Which lines run from the start of the data below to the line containing "is already installed."? Set them down exactly, with none added.

####################

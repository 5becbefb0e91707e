//! Foundation module - Core utilities and types
//!
//! This module provides fundamental utilities used throughout the crate:
//! - 2D math types and the obstacle transform
//! - Time measurement
//! - Logging utilities

pub mod math;
pub mod time;
pub mod logging;
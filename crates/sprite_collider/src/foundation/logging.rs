//! Logging setup and the `log` macros
//!
//! Library code logs through the re-exported macros; binaries and tests call
//! [`init`] or [`init_with_level`] once to install `env_logger`.

use env_logger::{Builder, Env};

pub use log::{debug, info, warn, error, trace};

/// Initialize the logging system from `RUST_LOG`
///
/// Ignored if a logger is already installed.
pub fn init() {
    let _ = env_logger::try_init();
}

/// Initialize the logging system with a default level
///
/// `RUST_LOG` still takes precedence when set. Safe to call more than once;
/// later calls are ignored.
pub fn init_with_level(level: log::LevelFilter) {
    let _ = builder(level, Env::default()).try_init();
}

/// Logger builder where directives from `env` override `level`
fn builder(level: log::LevelFilter, env: Env<'_>) -> Builder {
    let mut builder = Builder::new();
    builder.filter_level(level).parse_env(env);
    builder
}
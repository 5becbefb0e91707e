//! The ball, reduced to a moving circular collision probe
//!
//! Collision response is left to a physics layer; the ball only reports
//! which obstacle segments it touches.

use sprite_collider::foundation::math::{Point2, Vec2};
use sprite_collider::physics::{CollisionQuery, LineSegment};

use crate::config::BallSpec;

/// Moving circle that records contacts with obstacle outlines
#[derive(Debug, Clone)]
pub struct Ball {
    /// Center in world space
    pub position: Point2,
    /// Velocity in pixels per second
    pub velocity: Vec2,
    /// Radius in pixels
    pub radius: f32,
    contacts: Vec<LineSegment>,
}

impl Ball {
    /// Create a ball from its spec
    pub fn new(spec: &BallSpec) -> Self {
        Self {
            position: Point2::from(spec.position),
            velocity: spec.velocity,
            radius: spec.radius,
            contacts: Vec::new(),
        }
    }
    
    /// Advance by one time step and forget last frame's contacts
    pub fn update_position(&mut self, delta_time: f32) {
        self.position += self.velocity * delta_time;
        self.contacts.clear();
    }
    
    /// Segments touched since the last update
    pub fn contacts(&self) -> &[LineSegment] {
        &self.contacts
    }
}

impl CollisionQuery for Ball {
    fn check_segment(&mut self, segment: &LineSegment) -> bool {
        let hit = segment.intersects_circle(self.position, self.radius);
        if hit {
            self.contacts.push(*segment);
        }
        hit
    }
}
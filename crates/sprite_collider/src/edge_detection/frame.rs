//! Segment construction and local-frame centering

use crate::foundation::math::Vec2;
use crate::physics::collision::LineSegment;
use super::trace::LatticePoint;

/// Connect consecutive contour points into segments
///
/// Contours with fewer than three points produce nothing. Open contours
/// are closed with a final segment from the last point back to the first.
pub fn build_segments(contour: &[LatticePoint]) -> Vec<LineSegment> {
    if contour.len() < 3 {
        return Vec::new();
    }
    
    let mut segments: Vec<LineSegment> = contour
        .windows(2)
        .map(|pair| LineSegment::new(pair[0].to_point(), pair[1].to_point()))
        .collect();
    
    let (first, last) = (contour[0], contour[contour.len() - 1]);
    if first != last {
        segments.push(LineSegment::new(last.to_point(), first.to_point()));
    }
    
    segments
}

/// Geometric center of a sprite, (width / 2, height / 2)
pub fn sprite_center(width: u32, height: u32) -> Vec2 {
    Vec2::new(width as f32 / 2.0, height as f32 / 2.0)
}

/// Shift segments so the sprite center becomes the origin
pub fn center_segments(segments: &mut [LineSegment], width: u32, height: u32) {
    let center = sprite_center(width, height);
    for segment in segments {
        segment.p1 -= center;
        segment.p2 -= center;
    }
}

#[cfg(test)]
mod tests {
    use super::*;
    use approx::assert_relative_eq;

    fn pts(coords: &[(i32, i32)]) -> Vec<LatticePoint> {
        coords.iter().map(|&(x, y)| LatticePoint::new(x, y)).collect()
    }

    #[test]
    fn test_short_contours_have_no_segments() {
        assert!(build_segments(&[]).is_empty());
        assert!(build_segments(&pts(&[(0, 0)])).is_empty());
        assert!(build_segments(&pts(&[(0, 0), (4, 0)])).is_empty());
    }

    #[test]
    fn test_open_contour_is_closed() {
        let segments = build_segments(&pts(&[(0, 0), (4, 0), (4, 3)]));
        
        assert_eq!(segments, vec![
            LineSegment::from_coords(0.0, 0.0, 4.0, 0.0),
            LineSegment::from_coords(4.0, 0.0, 4.0, 3.0),
            LineSegment::from_coords(4.0, 3.0, 0.0, 0.0),
        ]);
    }

    #[test]
    fn test_already_closed_contour_gets_no_degenerate_segment() {
        let segments = build_segments(&pts(&[(0, 0), (3, 0), (3, 2), (0, 2), (0, 0)]));
        
        assert_eq!(segments.len(), 4);
        assert!(segments.iter().all(|segment| segment.length() > 0.0));
        assert_eq!(segments[3], LineSegment::from_coords(0.0, 2.0, 0.0, 0.0));
    }

    #[test]
    fn test_centering_subtracts_half_extent() {
        let mut segments = vec![LineSegment::from_coords(0.0, 0.0, 3.0, 2.0)];
        center_segments(&mut segments, 4, 3);
        
        assert_relative_eq!(segments[0], LineSegment::from_coords(-2.0, -1.5, 1.0, 0.5));
    }
}
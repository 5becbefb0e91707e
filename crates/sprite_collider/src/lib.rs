//! # Sprite Collider
//!
//! Turns a sprite's alpha silhouette into a closed outline of line segments
//! and maps that outline into world space for collision queries.
//!
//! ## Features
//!
//! - **Silhouette Extraction**: alpha threshold, Moore-neighbor tracing, collinear point removal
//! - **Local Frame**: outlines are centered on the sprite's geometric center
//! - **On-Demand Transform**: obstacles rebuild world-space segments from scale, rotation and position
//! - **Debug Capture**: world-space outlines recorded for an external renderer
//!
//! ## Quick Start
//!
//! ```rust,no_run
//! use sprite_collider::prelude::*;
//!
//! fn main() -> Result<(), Box<dyn std::error::Error>> {
//!     let mut obstacle = Obstacle::from_file("images/obstacle.png", Vec2::new(600.0, 600.0))?;
//!     obstacle.set_rotation(45.0);
//!
//!     for line in obstacle.collision_lines() {
//!         println!("{:?} -> {:?}", line.p1, line.p2);
//!     }
//!     Ok(())
//! }
//! ```

#![warn(missing_docs)]
#![warn(clippy::all, clippy::pedantic, clippy::nursery)]
#![allow(clippy::module_name_repetitions, clippy::similar_names)]

// Core configuration
pub mod core;

pub mod foundation;
pub mod config;
pub mod assets;
pub mod edge_detection;
pub mod physics;
pub mod debug;

#[cfg(test)]
mod tests;

pub use edge_detection::{extract_edges, extract_edges_with, ExtractionError};
pub use physics::{Obstacle, ObstacleError};

/// Common imports for crate users
pub mod prelude {
    pub use crate::{
        extract_edges, extract_edges_with, ExtractionError,
        Obstacle, ObstacleError,
        foundation::math::{Vec2, Point2, Transform2D},
        assets::{ImageData, PixelSource, PixelView, AssetError},
        physics::{CollisionQuery, Hole, LineSegment},
        debug::CollisionDebugVisualizer,
        config::{Config, ConfigError},
        core::config::{ExtractionConfig, Winding},
    };
}
//! Time measurement utilities

use std::time::{Duration, Instant};

/// Wall-clock stopwatch with lap splits
///
/// Used to time the stages of a pipeline: each [`lap`](Self::lap) returns the
/// time since the previous lap, while [`elapsed`](Self::elapsed) keeps
/// counting from the start.
#[derive(Debug, Clone, Copy)]
pub struct Stopwatch {
    started: Instant,
    last_lap: Instant,
}

impl Stopwatch {
    /// Start a new stopwatch now
    pub fn start_new() -> Self {
        let now = Instant::now();
        Self { started: now, last_lap: now }
    }
    
    /// Time since the previous lap (or the start)
    pub fn lap(&mut self) -> Duration {
        let now = Instant::now();
        let split = now - self.last_lap;
        self.last_lap = now;
        split
    }
    
    /// Time since the start
    pub fn elapsed(&self) -> Duration {
        self.started.elapsed()
    }
    
    /// Time since the start in milliseconds
    pub fn elapsed_millis(&self) -> f32 {
        millis(self.elapsed())
    }
}

/// Convert a duration to fractional milliseconds
pub fn millis(duration: Duration) -> f32 {
    duration.as_secs_f32() * 1000.0
}

#[cfg(test)]
mod tests {
    use super::*;

    #[test]
    fn test_laps_never_exceed_total() {
        let mut stopwatch = Stopwatch::start_new();
        let first = stopwatch.lap();
        let second = stopwatch.lap();
        
        assert!(first + second <= stopwatch.elapsed());
    }

    #[test]
    fn test_millis_conversion() {
        assert!((millis(Duration::from_micros(1500)) - 1.5).abs() < 1e-6);
    }
}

####################

#### [Reply]
repository 5becbefb0e91707e
//! Foundation module - Core utilities and types
//!
//! This module provides fundamental utilities used throughout the crate:
//! - 2D math types and the obstacle transform
//! - Time measurement
//! - Logging utilities

pub mod math;
pub mod time;
pub mod logging;
filename crates/sprite_collider/src/foundation/logging.rs
//! Logging setup and the `log` macros
//!
//! Library code logs through the re-exported macros; binaries and tests call
//! [`init`] or [`init_with_level`] once to install `env_logger`.

use env_logger::{Builder, Env};

pub use log::{debug, info, warn, error, trace};

/// Initialize the logging system from `RUST_LOG`
///
/// Ignored if a logger is already installed.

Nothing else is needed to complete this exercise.